(Dataset Opens)

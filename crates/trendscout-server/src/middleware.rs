//! Request middleware: request ids, bearer-token auth, and a fixed-window
//! rate limit applied to the protected API routes.

use std::sync::{Arc, Mutex};
use std::time::{Duration, Instant};

use axum::extract::{Request, State};
use axum::http::{header, HeaderValue, StatusCode};
use axum::middleware::Next;
use axum::response::{IntoResponse, Response};
use axum::Json;
use serde_json::json;
use uuid::Uuid;

/// Correlation id attached to every request and echoed in the
/// `x-request-id` response header.
#[derive(Debug, Clone)]
pub struct RequestId(pub String);

pub async fn request_id(mut req: Request, next: Next) -> Response {
    let id = RequestId(Uuid::new_v4().to_string());
    req.extensions_mut().insert(id.clone());

    let mut response = next.run(req).await;
    if let Ok(value) = HeaderValue::from_str(&id.0) {
        response.headers_mut().insert("x-request-id", value);
    }
    response
}

/// Bearer-token auth backed by the `TRENDSCOUT_API_KEYS` env var
/// (comma-separated). Outside development the variable must be set;
/// in development an empty list disables auth with a warning.
#[derive(Clone)]
pub struct AuthState {
    keys: Arc<Vec<String>>,
    enabled: bool,
}

impl AuthState {
    pub fn from_env(is_development: bool) -> anyhow::Result<Self> {
        Self::from_keys(std::env::var("TRENDSCOUT_API_KEYS").ok(), is_development)
    }

    pub fn from_keys(raw: Option<String>, is_development: bool) -> anyhow::Result<Self> {
        let keys: Vec<String> = raw
            .unwrap_or_default()
            .split(',')
            .map(str::trim)
            .filter(|key| !key.is_empty())
            .map(str::to_owned)
            .collect();

        if keys.is_empty() {
            if is_development {
                tracing::warn!("TRENDSCOUT_API_KEYS is empty; API auth is disabled");
                return Ok(Self {
                    keys: Arc::new(Vec::new()),
                    enabled: false,
                });
            }
            anyhow::bail!("TRENDSCOUT_API_KEYS must be set outside development");
        }

        Ok(Self {
            keys: Arc::new(keys),
            enabled: true,
        })
    }

    fn accepts(&self, token: &str) -> bool {
        !self.enabled || self.keys.iter().any(|key| key == token)
    }
}

pub async fn require_bearer_auth(
    State(auth): State<AuthState>,
    req: Request,
    next: Next,
) -> Response {
    if !auth.enabled {
        return next.run(req).await;
    }

    let authorized = req
        .headers()
        .get(header::AUTHORIZATION)
        .and_then(|value| value.to_str().ok())
        .and_then(extract_bearer_token)
        .is_some_and(|token| auth.accepts(token));

    if authorized {
        next.run(req).await
    } else {
        reject(
            &req,
            StatusCode::UNAUTHORIZED,
            "unauthorized",
            "missing or invalid bearer token",
        )
    }
}

fn extract_bearer_token(value: &str) -> Option<&str> {
    let rest = value.strip_prefix("Bearer ").or_else(|| value.strip_prefix("bearer "))?;
    let rest = rest.trim();
    if rest.is_empty() {
        None
    } else {
        Some(rest)
    }
}

/// Fixed-window rate limit shared across all protected routes. The window
/// resets `window` after its first request rather than sliding.
#[derive(Clone)]
pub struct RateLimitState {
    window: Duration,
    max_requests: u32,
    inner: Arc<Mutex<RateWindow>>,
}

struct RateWindow {
    started: Instant,
    count: u32,
}

impl RateLimitState {
    pub fn new(window: Duration, max_requests: u32) -> Self {
        Self {
            window,
            max_requests,
            inner: Arc::new(Mutex::new(RateWindow {
                started: Instant::now(),
                count: 0,
            })),
        }
    }

    /// 120 requests per minute, matching the public deployment default.
    pub fn standard() -> Self {
        Self::new(Duration::from_secs(60), 120)
    }

    fn try_acquire(&self) -> Result<(), u64> {
        let Ok(mut window) = self.inner.lock() else {
            return Ok(());
        };

        let now = Instant::now();
        if now.duration_since(window.started) >= self.window {
            window.started = now;
            window.count = 0;
        }

        if window.count >= self.max_requests {
            let elapsed = now.duration_since(window.started);
            let remaining = self.window.saturating_sub(elapsed);
            return Err(remaining.as_secs().max(1));
        }

        window.count += 1;
        Ok(())
    }
}

pub async fn enforce_rate_limit(
    State(limit): State<RateLimitState>,
    req: Request,
    next: Next,
) -> Response {
    match limit.try_acquire() {
        Ok(()) => next.run(req).await,
        Err(retry_after_secs) => {
            let mut response = reject(
                &req,
                StatusCode::TOO_MANY_REQUESTS,
                "rate_limited",
                "request rate limit exceeded",
            );
            if let Ok(value) = HeaderValue::from_str(&retry_after_secs.to_string()) {
                response.headers_mut().insert(header::RETRY_AFTER, value);
            }
            response
        }
    }
}

fn reject(req: &Request, status: StatusCode, code: &str, message: &str) -> Response {
    let request_id = req
        .extensions()
        .get::<RequestId>()
        .map(|id| id.0.clone())
        .unwrap_or_default();

    let body = json!({
        "error": { "code": code, "message": message },
        "meta": { "request_id": request_id },
    });
    (status, Json(body)).into_response()
}

#[cfg(test)]
mod tests {
    use super::*;

    #[test]
    fn bearer_token_extraction_requires_the_scheme() {
        assert_eq!(extract_bearer_token("Bearer abc123"), Some("abc123"));
        assert_eq!(extract_bearer_token("bearer abc123"), Some("abc123"));
        assert_eq!(extract_bearer_token("Bearer "), None, "empty token is rejected");
        assert_eq!(extract_bearer_token("Basic abc123"), None, "wrong scheme is rejected");
        assert_eq!(extract_bearer_token("abc123"), None, "bare token is rejected");
    }

    #[test]
    fn auth_state_accepts_any_configured_key() {
        let auth = AuthState::from_keys(Some("alpha, beta".to_owned()), false)
            .expect("two keys configured");
        assert!(auth.enabled);
        assert!(auth.accepts("alpha"));
        assert!(auth.accepts("beta"));
        assert!(!auth.accepts("gamma"));
    }

    #[test]
    fn missing_keys_disable_auth_only_in_development() {
        let dev = AuthState::from_keys(None, true).expect("development tolerates empty keys");
        assert!(!dev.enabled);
        assert!(dev.accepts("anything"), "disabled auth accepts all tokens");

        assert!(
            AuthState::from_keys(None, false).is_err(),
            "production requires at least one key"
        );
        assert!(
            AuthState::from_keys(Some(" , ".to_owned()), false).is_err(),
            "whitespace-only keys count as empty"
        );
    }

    #[test]
    fn rate_limit_rejects_after_the_window_budget() {
        let limit = RateLimitState::new(Duration::from_secs(60), 2);
        assert!(limit.try_acquire().is_ok());
        assert!(limit.try_acquire().is_ok());

        let retry = limit.try_acquire().expect_err("third request exceeds the budget");
        assert!(retry >= 1, "retry-after is at least one second");
    }

    #[test]
    fn rate_limit_window_resets_after_expiry() {
        let limit = RateLimitState::new(Duration::from_millis(0), 1);
        assert!(limit.try_acquire().is_ok());
        // Zero-length window: the next call starts a fresh window.
        assert!(limit.try_acquire().is_ok());
    }
}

(Dataset Closes)

> **What you have to do**
The records above should be given again in full, exactly as written.

> **Solution to the exercise**
filename crates/trendscout-server/src/middleware.rs
//! Request middleware: request ids, bearer-token auth, and a fixed-window
//! rate limit applied to the protected API routes.

use std::sync::{Arc, Mutex};
use std::time::{Duration, Instant};

use axum::extract::{Request, State};
use axum::http::{header, HeaderValue, StatusCode};
use axum::middleware::Next;
use axum::response::{IntoResponse, Response};
use axum::Json;
use serde_json::json;
use uuid::Uuid;

/// Correlation id attached to every request and echoed in the
/// `x-request-id` response header.
#[derive(Debug, Clone)]
pub struct RequestId(pub String);

pub async fn request_id(mut req: Request, next: Next) -> Response {
    let id = RequestId(Uuid::new_v4().to_string());
    req.extensions_mut().insert(id.clone());

    let mut response = next.run(req).await;
    if let Ok(value) = HeaderValue::from_str(&id.0) {
        response.headers_mut().insert("x-request-id", value);
    }
    response
}

/// Bearer-token auth backed by the `TRENDSCOUT_API_KEYS` env var
/// (comma-separated). Outside development the variable must be set;
/// in development an empty list disables auth with a warning.
#[derive(Clone)]
pub struct AuthState {
    keys: Arc<Vec<String>>,
    enabled: bool,
}

impl AuthState {
    pub fn from_env(is_development: bool) -> anyhow::Result<Self> {
        Self::from_keys(std::env::var("TRENDSCOUT_API_KEYS").ok(), is_development)
    }

    pub fn from_keys(raw: Option<String>, is_development: bool) -> anyhow::Result<Self> {
        let keys: Vec<String> = raw
            .unwrap_or_default()
            .split(',')
            .map(str::trim)
            .filter(|key| !key.is_empty())
            .map(str::to_owned)
            .collect();

        if keys.is_empty() {
            if is_development {
                tracing::warn!("TRENDSCOUT_API_KEYS is empty; API auth is disabled");
                return Ok(Self {
                    keys: Arc::new(Vec::new()),
                    enabled: false,
                });
            }
            anyhow::bail!("TRENDSCOUT_API_KEYS must be set outside development");
        }

        Ok(Self {
            keys: Arc::new(keys),
            enabled: true,
        })
    }

    fn accepts(&self, token: &str) -> bool {
        !self.enabled || self.keys.iter().any(|key| key == token)
    }
}

pub async fn require_bearer_auth(
    State(auth): State<AuthState>,
    req: Request,
    next: Next,
) -> Response {
    if !auth.enabled {
        return next.run(req).await;
    }

    let authorized = req
        .headers()
        .get(header::AUTHORIZATION)
        .and_then(|value| value.to_str().ok())
        .and_then(extract_bearer_token)
        .is_some_and(|token| auth.accepts(token));

    if authorized {
        next.run(req).await
    } else {
        reject(
            &req,
            StatusCode::UNAUTHORIZED,
            "unauthorized",
            "missing or invalid bearer token",
        )
    }
}

fn extract_bearer_token(value: &str) -> Option<&str> {
    let rest = value.strip_prefix("Bearer ").or_else(|| value.strip_prefix("bearer "))?;
    let rest = rest.trim();
    if rest.is_empty() {
        None
    } else {
        Some(rest)
    }
}

/// Fixed-window rate limit shared across all protected routes. The window
/// resets `window` after its first request rather than sliding.
#[derive(Clone)]
pub struct RateLimitState {
    window: Duration,
    max_requests: u32,
    inner: Arc<Mutex<RateWindow>>,
}

struct RateWindow {
    started: Instant,
    count: u32,
}

impl RateLimitState {
    pub fn new(window: Duration, max_requests: u32) -> Self {
        Self {
            window,
            max_requests,
            inner: Arc::new(Mutex::new(RateWindow {
                started: Instant::now(),
                count: 0,
            })),
        }
    }

    /// 120 requests per minute, matching the public deployment default.
    pub fn standard() -> Self {
        Self::new(Duration::from_secs(60), 120)
    }

    fn try_acquire(&self) -> Result<(), u64> {
        let Ok(mut window) = self.inner.lock() else {
            return Ok(());
        };

        let now = Instant::now();
        if now.duration_since(window.started) >= self.window {
            window.started = now;
            window.count = 0;
        }

        if window.count >= self.max_requests {
            let elapsed = now.duration_since(window.started);
            let remaining = self.window.saturating_sub(elapsed);
            return Err(remaining.as_secs().max(1));
        }

        window.count += 1;
        Ok(())
    }
}

pub async fn enforce_rate_limit(
    State(limit): State<RateLimitState>,
    req: Request,
    next: Next,
) -> Response {
    match limit.try_acquire() {
        Ok(()) => next.run(req).await,
        Err(retry_after_secs) => {
            let mut response = reject(
                &req,
                StatusCode::TOO_MANY_REQUESTS,
                "rate_limited",
                "request rate limit exceeded",
            );
            if let Ok(value) = HeaderValue::from_str(&retry_after_secs.to_string()) {
                response.headers_mut().insert(header::RETRY_AFTER, value);
            }
            response
        }
    }
}

fn reject(req: &Request, status: StatusCode, code: &str, message: &str) -> Response {
    let request_id = req
        .extensions()
        .get::<RequestId>()
        .map(|id| id.0.clone())
        .unwrap_or_default();

    let body = json!({
        "error": { "code": code, "message": message },
        "meta": { "request_id": request_id },
    });
    (status, Json(body)).into_response()
}

#[cfg(test)]
mod tests {
    use super::*;

    #[test]
    fn bearer_token_extraction_requires_the_scheme() {
        assert_eq!(extract_bearer_token("Bearer abc123"), Some("abc123"));
        assert_eq!(extract_bearer_token("bearer abc123"), Some("abc123"));
        assert_eq!(extract_bearer_token("Bearer "), None, "empty token is rejected");
        assert_eq!(extract_bearer_token("Basic abc123"), None, "wrong scheme is rejected");
        assert_eq!(extract_bearer_token("abc123"), None, "bare token is rejected");
    }

    #[test]
    fn auth_state_accepts_any_configured_key() {
        let auth = AuthState::from_keys(Some("alpha, beta".to_owned()), false)
            .expect("two keys configured");
        assert!(auth.enabled);
        assert!(auth.accepts("alpha"));
        assert!(auth.accepts("beta"));
        assert!(!auth.accepts("gamma"));
    }

    #[test]
    fn missing_keys_disable_auth_only_in_development() {
        let dev = AuthState::from_keys(None, true).expect("development tolerates empty keys");
        assert!(!dev.enabled);
        assert!(dev.accepts("anything"), "disabled auth accepts all tokens");

        assert!(
            AuthState::from_keys(None, false).is_err(),
            "production requires at least one key"
        );
        assert!(
            AuthState::from_keys(Some(" , ".to_owned()), false).is_err(),
            "whitespace-only keys count as empty"
        );
    }

    #[test]
    fn rate_limit_rejects_after_the_window_budget() {
        let limit = RateLimitState::new(Duration::from_secs(60), 2);
        assert!(limit.try_acquire().is_ok());
        assert!(limit.try_acquire().is_ok());

        let retry = limit.try_acquire().expect_err("third request exceeds the budget");
        assert!(retry >= 1, "retry-after is at least one second");
    }

    #[test]
    fn rate_limit_window_resets_after_expiry() {
        let limit = RateLimitState::new(Duration::from_millis(0), 1);
        assert!(limit.try_acquire().is_ok());
        // Zero-length window: the next call starts a fresh window.
        assert!(limit.try_acquire().is_ok());
    }
}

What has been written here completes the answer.